The WD Interview: Author N.K. Jemisin on Creating New Worlds and More

N.K. Jemisin wants to be a “storyteller of a writer.” It’s an ambition she claims not to have mastered, but many who have lost themselves in Jemisin’s tales of captive gods and stone eaters are sure to disagree.

N.K. Jemisin

Through her three epic fantasy series (the Inheritance trilogy, the Dreamblood duology and the Broken Earth trilogy) as well as dozens of short stories and a novella, Jemisin has become known as a master world creator, each world brought to life through their detailed histories and unique mythology. And even though Jemisin’s stories are set in universes where magic is commonplace, Jemisin’s writing feels pressingly relevant to our own world. Her stories are based on flawed power structures and deeply held prejudices with devastating consequences, but they’re also filled with diverse characters and hopeful futures. Jemisin’s latest book is How Long ‘til Black Future Month. The short story collection, published in November 2018, imagines futures for people of color like herself.

Storytelling is not just about the tales themselves, but also the connection between the storyteller and their audience. Outside of her work, Jemisin cultivates a bond with her readers through means such as her writing groups and outspoken activism in the fantasy and science fiction communities. This bond has paid off. In 2016, Jemisin quit her day job to focus on writing full-time with the generous support of her fans through the Patreon platform.

Among Jemisin’s accolades, her debut novel, The Hundred Thousand Kingdoms, was short-listed for the James Tiptree Jr. Award, earned the Sense of Gender Award from the Japanese Association for Gender, Fantasy and Science Fiction, and a Locus Award for Best First Novel. In 2018, when The Stone Sky (the final book in Jemisin’s Broken Earth trilogy) won the Best Novel Hugo award, Jemisin became the first author to win three Hugo Best Novel awards in a row. The novel also earned a Nebula Award for Best Novel and a Locus award for Best Fantasy Novel.

Jemisin spoke to WD about her relationship to her readers and how she creates other worlds.

You were able to move into writing full time thanks to the support of your fans via Patreon. Can you tell us about making that decision?

It was not my decision 100 percent. I liked my day job [as a career counselor and academic advisor], and I really didn’t want to give the job up. But at the time, my mother was ill and deteriorating. And my writing career had become more than full time. The Fifth Season came out and sold like gangbusters, which is great. But it meant that I immediately started getting a deluge of interview requests, and when you have a nine-to-five job, you can only do interviews between 5:30 and seven, and you’ve got to eat somewhere in there, and write on top of that.

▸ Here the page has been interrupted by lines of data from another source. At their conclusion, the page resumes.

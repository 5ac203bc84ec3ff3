//! # Pricing
//!
//! Sale line math, sale totals and employee commission.
//!
//! ## Calculation Order
//! ```text
//! ┌─────────────────────────────────────────────────────────────────────────┐
//! │  per line:   subtotal = unit_price × qty                               │
//! │              discount = subtotal × discount%   (half-up to kuruş)      │
//! │              total    = subtotal − discount                            │
//! │                                                                         │
//! │  per sale:   subtotal = Σ line.total                                   │
//! │              tax      = subtotal × 20%          (half-up to kuruş)     │
//! │              total    = subtotal + tax − sale discount                 │
//! └─────────────────────────────────────────────────────────────────────────┘
//! ```
//!
//! Amounts that overflow kuruş are rejected as out of range, never wrapped.

use serde::Serialize;

use crate::error::ValidationError;
use crate::money::{Money, Rate};
use crate::{COMMISSION_RATE, SALE_TAX_RATE};

// =============================================================================
// Line Pricing
// =============================================================================

/// A priced sale line, before it is persisted.
#[derive(Debug, Clone, Copy, PartialEq, Eq, Serialize)]
pub struct PricedLine {
    pub unit_price: Money,
    pub quantity: i64,
    pub discount_rate: Rate,
    pub subtotal: Money,
    pub discount: Money,
    pub total: Money,
}

fn too_large(field: &str) -> ValidationError {
    ValidationError::OutOfRange {
        field: field.to_string(),
        min: 0,
        max: i64::MAX,
    }
}

/// Prices one line.
pub fn price_line(unit_price: Money, quantity: i64, discount_rate: Rate) -> Result<PricedLine, ValidationError> {
    let subtotal = unit_price
        .multiply_quantity(quantity)
        .ok_or_else(|| too_large("line_subtotal"))?;
    let discount = subtotal.portion(discount_rate);
    let total = subtotal.checked_sub(discount).ok_or_else(|| too_large("line_total"))?;

    Ok(PricedLine {
        unit_price,
        quantity,
        discount_rate,
        subtotal,
        discount,
        total,
    })
}

// =============================================================================
// Sale Totals
// =============================================================================

/// Header totals of a sale.
#[derive(Debug, Clone, Copy, PartialEq, Eq, Serialize)]
pub struct SaleTotals {
    pub subtotal: Money,
    pub tax: Money,
    pub discount: Money,
    pub total: Money,
}

impl SaleTotals {
    /// Aggregates priced lines and applies VAT and the sale-level discount.
    pub fn compute(lines: &[PricedLine], sale_discount: Money) -> Result<Self, ValidationError> {
        let subtotal = lines
            .iter()
            .try_fold(Money::zero(), |acc, l| acc.checked_add(l.total))
            .ok_or_else(|| too_large("subtotal"))?;
        let tax = subtotal.portion(SALE_TAX_RATE);
        let total = subtotal
            .checked_add(tax)
            .and_then(|gross| gross.checked_sub(sale_discount))
            .ok_or_else(|| too_large("total"))?;

        Ok(SaleTotals {
            subtotal,
            tax,
            discount: sale_discount,
            total,
        })
    }

    /// Subtotal plus tax, the ceiling for a sale-level discount.
    pub fn gross(&self) -> Money {
        self.subtotal + self.tax
    }
}

// =============================================================================
// Commission
// =============================================================================

/// Commission on a month's sales: 10% of the amount above quota, never negative.
///
/// ## Example
/// ```rust
/// use teknoroma_core::money::Money;
/// use teknoroma_core::pricing::commission;
///
/// let c = commission(Money::from_major_minor(15_000, 0), Money::from_major_minor(10_000, 0));
/// assert_eq!(c, Money::from_major_minor(500, 0));
/// ```
pub fn commission(monthly_sales: Money, quota: Money) -> Money {
    (monthly_sales - quota).clamp_non_negative().portion(COMMISSION_RATE)
}

/// Quota achievement as a percentage with two decimals. Zero quota yields 0.
pub fn quota_achievement(monthly_sales: Money, quota: Money) -> f64 {
    monthly_sales.percentage_of(quota)
}

#[cfg(test)]
mod tests {
    use super::*;

    #[test]
    fn test_price_line_with_discount() {
        let line = price_line(Money::from_cents(1_999), 3, Rate::from_percentage(15.0)).unwrap();
        assert_eq!(line.subtotal.cents(), 5_997);
        // 5997 × 0.15 = 899.55 → 900
        assert_eq!(line.discount.cents(), 900);
        assert_eq!(line.total.cents(), 5_097);
    }

    #[test]
    fn test_price_line_without_discount() {
        let line = price_line(Money::from_cents(2_500), 4, Rate::zero()).unwrap();
        assert_eq!(line.discount, Money::zero());
        assert_eq!(line.total.cents(), 10_000);
    }

    #[test]
    fn test_sale_totals_invariant() {
        let lines = [
            price_line(Money::from_cents(10_000), 1, Rate::zero()).unwrap(),
            price_line(Money::from_cents(333), 3, Rate::from_percentage(5.0)).unwrap(),
        ];
        let totals = SaleTotals::compute(&lines, Money::from_cents(500)).unwrap();

        assert_eq!(totals.subtotal.cents(), 10_000 + 949);
        assert_eq!(totals.total, totals.subtotal + totals.tax - totals.discount);
        assert_eq!(totals.gross(), totals.subtotal + totals.tax);
    }

    #[test]
    fn test_overflowing_amounts_rejected() {
        let err = price_line(Money::from_cents(i64::MAX / 2), 3, Rate::zero()).unwrap_err();
        assert!(matches!(err, ValidationError::OutOfRange { ref field, .. } if field == "line_subtotal"));

        let line = price_line(Money::from_cents(i64::MAX / 2), 1, Rate::zero()).unwrap();
        assert!(SaleTotals::compute(&[line, line, line], Money::zero()).is_err());
        // Tax alone pushes it over.
        assert!(SaleTotals::compute(&[line, line], Money::zero()).is_err());
    }

    #[test]
    fn test_commission() {
        let quota = Money::from_major_minor(10_000, 0);
        assert_eq!(commission(Money::from_major_minor(15_000, 0), quota).cents(), 50_000);
        assert_eq!(commission(Money::from_major_minor(8_000, 0), quota), Money::zero());
        assert_eq!(commission(quota, quota), Money::zero());
    }

    #[test]
    fn test_quota_achievement() {
        let quota = Money::from_major_minor(10_000, 0);
        assert_eq!(quota_achievement(Money::from_major_minor(15_000, 0), quota), 150.0);
        assert_eq!(quota_achievement(Money::from_cents(100), Money::zero()), 0.0);
    }
}
//! Stores, departments, customers and employees.

use chrono::{NaiveDate, Utc};
use serde::Deserialize;
use tracing::info;

use teknoroma_core::validation::{validate_email, validate_identity_number, validate_name, validate_price};
use teknoroma_core::{
    CoreError, Customer, Department, Employee, Gender, Role, Store, ValidationError, Visibility,
    DEFAULT_MONTHLY_QUOTA,
};
use teknoroma_db::repository::new_id;
use teknoroma_db::Database;

use crate::error::ServiceResult;
use crate::services::catalog::clean;

// =============================================================================
// Inputs
// =============================================================================

#[derive(Debug, Clone, Deserialize)]
pub struct StoreInput {
    pub name: String,
    pub city: String,
    pub district: Option<String>,
    pub address: Option<String>,
    pub phone: Option<String>,
}

#[derive(Debug, Clone, Deserialize)]
pub struct DepartmentInput {
    pub name: String,
    pub store_id: String,
}

#[derive(Debug, Clone, Deserialize)]
pub struct CustomerInput {
    pub identity_number: Option<String>,
    pub first_name: String,
    pub last_name: String,
    pub phone: Option<String>,
    pub email: Option<String>,
    pub address: Option<String>,
    pub city: Option<String>,
    pub gender: Option<Gender>,
    pub birth_date: Option<NaiveDate>,
}

#[derive(Debug, Clone, Deserialize)]
pub struct EmployeeInput {
    pub first_name: String,
    pub last_name: String,
    pub email: Option<String>,
    pub phone: Option<String>,
    pub role: Role,
    pub store_id: String,
    pub department_id: Option<String>,
    pub hire_date: NaiveDate,
    #[serde(default)]
    pub salary_cents: i64,
    /// Defaults to the chain-wide quota.
    pub monthly_quota_cents: Option<i64>,
    #[serde(default = "default_true")]
    pub is_active: bool,
}

fn default_true() -> bool {
    true
}

// =============================================================================
// Service
// =============================================================================

#[derive(Clone)]
pub struct PeopleService {
    db: Database,
}

impl PeopleService {
    pub fn new(db: Database) -> Self {
        PeopleService { db }
    }

    // -------------------------------------------------------------------------
    // Stores
    // -------------------------------------------------------------------------

    pub async fn create_store(&self, input: StoreInput) -> ServiceResult<Store> {
        let store = self
            .db
            .stores()
            .insert(&Store {
                id: new_id(),
                name: validate_name("name", &input.name, 100)?,
                city: validate_name("city", &input.city, 100)?,
                district: clean(input.district),
                address: clean(input.address),
                phone: clean(input.phone),
                is_deleted: false,
                created_at: Utc::now(),
                modified_at: None,
            })
            .await?;

        info!(id = %store.id, name = %store.name, "Store created");
        Ok(store)
    }

    pub async fn get_store(&self, id: &str, visibility: Visibility) -> ServiceResult<Store> {
        Ok(self
            .db
            .stores()
            .get_by_id(id, visibility)
            .await?
            .ok_or_else(|| CoreError::not_found("Store", id))?)
    }

    pub async fn list_stores(&self, visibility: Visibility) -> ServiceResult<Vec<Store>> {
        Ok(self.db.stores().list(visibility).await?)
    }

    pub async fn update_store(&self, id: &str, input: StoreInput) -> ServiceResult<Store> {
        let existing = self.get_store(id, Visibility::Active).await?;
        let store = Store {
            name: validate_name("name", &input.name, 100)?,
            city: validate_name("city", &input.city, 100)?,
            district: clean(input.district),
            address: clean(input.address),
            phone: clean(input.phone),
            ..existing
        };
        Ok(self.db.stores().update(&store).await?)
    }

    pub async fn delete_store(&self, id: &str) -> ServiceResult<()> {
        self.db.stores().soft_delete(id).await?;
        info!(id = %id, "Store deleted");
        Ok(())
    }

    pub async fn restore_store(&self, id: &str) -> ServiceResult<Store> {
        self.db.stores().restore(id).await?;
        self.get_store(id, Visibility::Active).await
    }

    // -------------------------------------------------------------------------
    // Departments
    // -------------------------------------------------------------------------

    pub async fn create_department(&self, input: DepartmentInput) -> ServiceResult<Department> {
        let name = validate_name("name", &input.name, 100)?;
        self.get_store(&input.store_id, Visibility::Active).await?;

        let department = self
            .db
            .departments()
            .insert(&Department {
                id: new_id(),
                name,
                store_id: input.store_id,
                is_deleted: false,
                created_at: Utc::now(),
                modified_at: None,
            })
            .await?;

        info!(id = %department.id, store_id = %department.store_id, "Department created");
        Ok(department)
    }

    pub async fn get_department(&self, id: &str, visibility: Visibility) -> ServiceResult<Department> {
        Ok(self
            .db
            .departments()
            .get_by_id(id, visibility)
            .await?
            .ok_or_else(|| CoreError::not_found("Department", id))?)
    }

    pub async fn list_departments(
        &self,
        store_id: Option<&str>,
        visibility: Visibility,
    ) -> ServiceResult<Vec<Department>> {
        Ok(self.db.departments().list(store_id, visibility).await?)
    }

    pub async fn update_department(&self, id: &str, input: DepartmentInput) -> ServiceResult<Department> {
        let existing = self.get_department(id, Visibility::Active).await?;
        let name = validate_name("name", &input.name, 100)?;
        self.get_store(&input.store_id, Visibility::Active).await?;

        let department = Department {
            name,
            store_id: input.store_id,
            ..existing
        };
        Ok(self.db.departments().update(&department).await?)
    }

    pub async fn delete_department(&self, id: &str) -> ServiceResult<()> {
        self.db.departments().soft_delete(id).await?;
        Ok(())
    }

    pub async fn restore_department(&self, id: &str) -> ServiceResult<Department> {
        self.db.departments().restore(id).await?;
        self.get_department(id, Visibility::Active).await
    }

    // -------------------------------------------------------------------------
    // Customers
    // -------------------------------------------------------------------------

    fn customer_from(input: CustomerInput, base: Customer) -> Result<Customer, ValidationError> {
        let identity_number = clean(input.identity_number);
        if let Some(n) = &identity_number {
            validate_identity_number(n)?;
        }
        let email = clean(input.email);
        if let Some(e) = &email {
            validate_email(e)?;
        }

        Ok(Customer {
            identity_number,
            first_name: validate_name("first_name", &input.first_name, 100)?,
            last_name: validate_name("last_name", &input.last_name, 100)?,
            phone: clean(input.phone),
            email,
            address: clean(input.address),
            city: clean(input.city),
            gender: input.gender,
            birth_date: input.birth_date,
            ..base
        })
    }

    async fn ensure_identity_free(&self, customer: &Customer) -> ServiceResult<()> {
        if let Some(number) = &customer.identity_number {
            if let Some(other) = self.db.customers().get_by_identity_number(number).await? {
                if other.id != customer.id {
                    return Err(CoreError::duplicate("identity_number", number.clone()).into());
                }
            }
        }
        Ok(())
    }

    pub async fn create_customer(&self, input: CustomerInput) -> ServiceResult<Customer> {
        let customer = Self::customer_from(
            input,
            Customer {
                id: new_id(),
                identity_number: None,
                first_name: String::new(),
                last_name: String::new(),
                phone: None,
                email: None,
                address: None,
                city: None,
                gender: None,
                birth_date: None,
                is_deleted: false,
                created_at: Utc::now(),
                modified_at: None,
            },
        )?;
        self.ensure_identity_free(&customer).await?;

        let customer = self.db.customers().insert(&customer).await?;
        info!(id = %customer.id, "Customer created");
        Ok(customer)
    }

    pub async fn get_customer(&self, id: &str, visibility: Visibility) -> ServiceResult<Customer> {
        Ok(self
            .db
            .customers()
            .get_by_id(id, visibility)
            .await?
            .ok_or_else(|| CoreError::not_found("Customer", id))?)
    }

    pub async fn list_customers(&self, visibility: Visibility) -> ServiceResult<Vec<Customer>> {
        Ok(self.db.customers().list(visibility).await?)
    }

    pub async fn update_customer(&self, id: &str, input: CustomerInput) -> ServiceResult<Customer> {
        let existing = self.get_customer(id, Visibility::Active).await?;
        let customer = Self::customer_from(input, existing)?;
        self.ensure_identity_free(&customer).await?;
        Ok(self.db.customers().update(&customer).await?)
    }

    pub async fn delete_customer(&self, id: &str) -> ServiceResult<()> {
        self.db.customers().soft_delete(id).await?;
        info!(id = %id, "Customer deleted");
        Ok(())
    }

    pub async fn restore_customer(&self, id: &str) -> ServiceResult<Customer> {
        self.db.customers().restore(id).await?;
        self.get_customer(id, Visibility::Active).await
    }

    // -------------------------------------------------------------------------
    // Employees
    // -------------------------------------------------------------------------

    async fn employee_from(&self, input: EmployeeInput, base: Employee) -> ServiceResult<Employee> {
        let email = clean(input.email);
        if let Some(e) = &email {
            validate_email(e)?;
            if let Some(other) = self.db.employees().get_by_email(e).await? {
                if other.id != base.id {
                    return Err(CoreError::duplicate("email", e.clone()).into());
                }
            }
        }

        validate_price("salary", input.salary_cents)?;
        let quota = input.monthly_quota_cents.unwrap_or(DEFAULT_MONTHLY_QUOTA.cents());
        validate_price("monthly_quota", quota)?;

        self.get_store(&input.store_id, Visibility::Active).await?;
        if let Some(department_id) = &input.department_id {
            let department = self.get_department(department_id, Visibility::Active).await?;
            if department.store_id != input.store_id {
                return Err(ValidationError::invalid_format("department_id", "belongs to another store").into());
            }
        }

        Ok(Employee {
            first_name: validate_name("first_name", &input.first_name, 100)?,
            last_name: validate_name("last_name", &input.last_name, 100)?,
            email,
            phone: clean(input.phone),
            role: input.role,
            store_id: input.store_id,
            department_id: input.department_id,
            hire_date: input.hire_date,
            salary_cents: input.salary_cents,
            monthly_quota_cents: quota,
            is_active: input.is_active,
            ..base
        })
    }

    pub async fn create_employee(&self, input: EmployeeInput) -> ServiceResult<Employee> {
        let blank = Employee {
            id: new_id(),
            first_name: String::new(),
            last_name: String::new(),
            email: None,
            phone: None,
            role: input.role,
            store_id: String::new(),
            department_id: None,
            hire_date: input.hire_date,
            salary_cents: 0,
            monthly_quota_cents: DEFAULT_MONTHLY_QUOTA.cents(),
            is_active: true,
            is_deleted: false,
            created_at: Utc::now(),
            modified_at: None,
        };
        let employee = self.employee_from(input, blank).await?;

        let employee = self.db.employees().insert(&employee).await?;
        info!(id = %employee.id, role = %employee.role, store_id = %employee.store_id, "Employee created");
        Ok(employee)
    }

    pub async fn get_employee(&self, id: &str, visibility: Visibility) -> ServiceResult<Employee> {
        Ok(self
            .db
            .employees()
            .get_by_id(id, visibility)
            .await?
            .ok_or_else(|| CoreError::not_found("Employee", id))?)
    }

    pub async fn list_employees(
        &self,
        store_id: Option<&str>,
        role: Option<Role>,
        visibility: Visibility,
    ) -> ServiceResult<Vec<Employee>> {
        Ok(self.db.employees().list(store_id, role, visibility).await?)
    }

    pub async fn update_employee(&self, id: &str, input: EmployeeInput) -> ServiceResult<Employee> {
        let existing = self.get_employee(id, Visibility::Active).await?;
        let employee = self.employee_from(input, existing).await?;
        Ok(self.db.employees().update(&employee).await?)
    }

    pub async fn delete_employee(&self, id: &str) -> ServiceResult<()> {
        self.db.employees().soft_delete(id).await?;
        info!(id = %id, "Employee deleted");
        Ok(())
    }

    pub async fn restore_employee(&self, id: &str) -> ServiceResult<Employee> {
        self.db.employees().restore(id).await?;
        self.get_employee(id, Visibility::Active).await
    }
}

Some things had started to give, and the things that had started to give were my health and my sanity. It was to the point where the only reason I hadn’t quit already was because I was afraid of the finances of the writer’s life, because I had done that before. Back at the beginning of my career, I had taken about a year-and-a-half off after I got the contract for the Inheritance trilogy. I discovered that I did not function well not having structure, not having people to interact with other than family, not having a purpose or sense of fulfillment. Because the thing about my day job was helping real people in real time and working with marginalized kids.

So given the stress that I was under, either I was going to break or I had to do something. That was when I decided to try Patreon.

Don’t miss N.K. Jemisin’s opening keynote at the Writer’s Digest Annual Conference, August 23-25, 2019! Register now.

What was that experience like?

Honestly, I didn’t think it was going to work. There were some popular authors and artists who were making a great deal of money through Patreon, but I was just a midlist author. At the time, the Dreamblood series was the only thing that I had the royalty statement for, and I knew the sales of the last book of the series were not fantastic. So I was like, If I do this, am I going to end up on the street? That was the fear. I launched it on a Friday afternoon around 5:00 thinking nobody’s going to pay any attention and by the end of the weekend, it was fully funded, and I was quitting my job.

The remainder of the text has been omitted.